In Holland, it is permissible to kill a child on the grounds that it is distressing for a parent to watch that child in pain – whether or not that child might have a prospect of being saved. There is no public outcry.

It says a great deal about the way in which the crossing of this important threshold changes the way that a society values human life.There is not much more ground to be travelled before chronic but non-life threatening illnesses, disabilities or mere age become reasons to end life. Here, we can and must do better. We must invest in palliative care and health care that provides hope and comfort for those suffering pain and fear.

Assisted suicide does not offer real choice, or freedom, as some might argue. It does not alleviate suffering, or address its causes. Some might say that it provides an easy way out of suffering – but the only people I can see that it offers an easy way out to are those politicians who are unwilling to invest in meaningful health and palliative care.

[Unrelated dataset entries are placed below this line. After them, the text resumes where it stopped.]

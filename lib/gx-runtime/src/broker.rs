//! In-process broker for local development and tests
//!
//! Production deployments run the broker as its own process; this one speaks
//! the same subjects so a whole mesh can run inside one binary. It tracks
//! heartbeats in a [`ServiceRegistry`], evicts services whose heartbeats stop,
//! and forwards invocations to the target's address with the caller's reply
//! subject untouched, so the callee's single reply goes straight back.

use crate::liveness::LivenessConfig;
use crate::registry::ServiceRegistry;
use crate::transport_error;
use chrono::Utc;
use gx_core::error::{MALFORMED_ENVELOPE, SERVICE_UNAVAILABLE};
use gx_core::{
    InvocationEnvelope, RegistrationDescriptor, ResponseEnvelope, Result, BROKER_INVOKE_SUBJECT,
    BROKER_REGISTER_SUBJECT,
};
use gx_transport::{Message, Subscription, Transport};
use std::sync::Arc;
use tokio::sync::watch;
use tokio::task::JoinHandle;
use tokio::time::{self, MissedTickBehavior};
use tracing::{debug, info, warn};

/// Queue group shared by broker replicas for invocations
pub const BROKER_QUEUE_GROUP: &str = "gx.broker";

pub struct Broker {
    transport: Arc<dyn Transport>,
    registry: Arc<ServiceRegistry>,
    liveness: LivenessConfig,
}

/// Running broker; dropping it leaves the tasks running until the transport
/// closes, [`BrokerHandle::shutdown`] stops them.
pub struct BrokerHandle {
    registry: Arc<ServiceRegistry>,
    shutdown: watch::Sender<bool>,
    tasks: Vec<JoinHandle<()>>,
}

impl Broker {
    pub fn new(transport: Arc<dyn Transport>, liveness: LivenessConfig) -> Self {
        Self {
            transport,
            registry: Arc::new(ServiceRegistry::new()),
            liveness,
        }
    }

    pub fn registry(&self) -> Arc<ServiceRegistry> {
        self.registry.clone()
    }

    pub async fn start(self) -> Result<BrokerHandle> {
        let heartbeats = self
            .transport
            .subscribe(BROKER_REGISTER_SUBJECT, None)
            .await
            .map_err(transport_error)?;
        let invocations = self
            .transport
            .subscribe(BROKER_INVOKE_SUBJECT, Some(BROKER_QUEUE_GROUP))
            .await
            .map_err(transport_error)?;

        let broker = Arc::new(self);
        let (shutdown, shutdown_rx) = watch::channel(false);

        let tasks = vec![
            tokio::spawn(broker.clone().consume_heartbeats(heartbeats, shutdown_rx.clone())),
            tokio::spawn(broker.clone().consume_invocations(invocations, shutdown_rx.clone())),
            tokio::spawn(broker.clone().sweep(shutdown_rx)),
        ];

        info!(
            "Broker started (evicting after {} missed heartbeats, {:?} when the interval is unknown)",
            broker.liveness.missed_heartbeats,
            broker.liveness.max_silence()
        );

        Ok(BrokerHandle {
            registry: broker.registry.clone(),
            shutdown,
            tasks,
        })
    }

    async fn consume_heartbeats(self: Arc<Self>, mut heartbeats: Subscription, mut shutdown: watch::Receiver<bool>) {
        loop {
            tokio::select! {
                _ = shutdown.changed() => break,
                message = heartbeats.next() => match message {
                    Some(message) => self.record(message).await,
                    None => break,
                },
            }
        }
    }

    async fn consume_invocations(self: Arc<Self>, mut invocations: Subscription, mut shutdown: watch::Receiver<bool>) {
        loop {
            tokio::select! {
                _ = shutdown.changed() => break,
                message = invocations.next() => match message {
                    Some(message) => self.route(message).await,
                    None => break,
                },
            }
        }
    }

    async fn sweep(self: Arc<Self>, mut shutdown: watch::Receiver<bool>) {
        let mut ticker = time::interval(self.liveness.sweep_interval);
        ticker.set_missed_tick_behavior(MissedTickBehavior::Delay);

        loop {
            tokio::select! {
                _ = shutdown.changed() => break,
                _ = ticker.tick() => {
                    for evicted in self.registry.evict_stale(Utc::now(), &self.liveness).await {
                        info!(
                            "Evicted {} after {} heartbeats, last seen {}",
                            evicted.identifier, evicted.heartbeats, evicted.last_seen
                        );
                    }
                }
            }
        }
    }

    async fn record(&self, message: Message) {
        match serde_json::from_slice::<RegistrationDescriptor>(&message.payload) {
            Ok(registration) => {
                self.registry.record_heartbeat(registration, Utc::now()).await;
            }
            Err(e) => warn!("Malformed registration: {}", e),
        }
    }

    /// Forward one invocation to the instances behind its address
    async fn route(&self, message: Message) {
        let envelope = match serde_json::from_slice::<InvocationEnvelope>(&message.payload) {
            Ok(envelope) => envelope,
            Err(e) => {
                warn!("Malformed invocation: {}", e);
                self.reply(message.reply_to.as_deref(), ResponseEnvelope::error(MALFORMED_ENVELOPE))
                    .await;
                return;
            }
        };

        let address = envelope.target_address();
        if let Some(claimed) = &envelope.address {
            if *claimed != address {
                warn!(
                    "Envelope for {} claims address {}; routing to {}",
                    envelope.target(),
                    claimed,
                    address
                );
            }
        }

        let service = match self.registry.get_service(&address).await {
            Ok(service) => service,
            Err(e) => {
                debug!("No live instance: {}", e);
                self.reply(message.reply_to.as_deref(), ResponseEnvelope::error(SERVICE_UNAVAILABLE))
                    .await;
                return;
            }
        };
        if !service.methods.contains_key(&envelope.method) {
            debug!("{} does not announce {}; forwarding anyway", service.identifier, envelope.method);
        }

        debug!(
            service = %envelope.target(),
            method = %envelope.method,
            trace = %envelope.trace_id,
            "Forwarding"
        );
        if let Err(e) = self
            .transport
            .publish(&address.invoke_subject(), message.reply_to.as_deref(), message.payload)
            .await
        {
            warn!("Failed to forward to {}: {}", address, e);
        }
    }

    async fn reply(&self, reply_to: Option<&str>, response: ResponseEnvelope) {
        let Some(reply_to) = reply_to else {
            return;
        };
        match serde_json::to_vec(&response) {
            Ok(payload) => {
                if let Err(e) = self.transport.publish(reply_to, None, payload).await {
                    warn!("Failed to reply on {}: {}", reply_to, e);
                }
            }
            Err(e) => warn!("Failed to encode reply: {}", e),
        }
    }
}

impl BrokerHandle {
    pub fn registry(&self) -> &Arc<ServiceRegistry> {
        &self.registry
    }

    pub async fn shutdown(self) {
        let _ = self.shutdown.send(true);
        for task in self.tasks {
            let _ = task.await;
        }
        info!("Broker stopped");
    }
}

We cannot in one breath pour our resources and efforts to stop suicide in our community, and in the next provide state sanctioned death. We cannot train doctors to heal and then ask them to kill. There is a world of difference between making a natural death more comfortable and giving a right to kill those who – as a politician has in the past put it – find their life unsatisfactory.

It’s easy to think of this subject in the context of loving families wanting to help a loved one fulfill their desire not to suffer. It is the reality that this is not the situation in all families, and that there are many vulnerable people in our community who require protection from family members whose personal financial interests, convenience or impatience would see them push to end the life of that vulnerable person. If the measure of our society is how we treat the vulnerable, then we must not turn away on this occasion.

As former PM Paul Keating put it, this issue is not how many people would choose to die under this law. It is how many people may die when otherwise they wouldn’t. He might be from a different political tradition than I, but I am grateful that this is an issue on which we can cross party lines. There is a sanctity to life that goes beyond today, beyond politics, and, for those of faith, beyond our understanding.

To have the opportunity that is life, we have already more than won the lottery – our chances of being born are one in 400 trillion. What we get as our prize in that lottery is the human experience in all of its complexity – the happiness, the sadness, the victory and the suffering. It all has meaning and it all has value. Even the hardest parts can teach us and those we love new things, build new relationships and grow our understanding of the meaning of life and our place in it.

And I, for one, cannot support a policy that would see us cross the ethical threshold from fostering life to sanctioning death.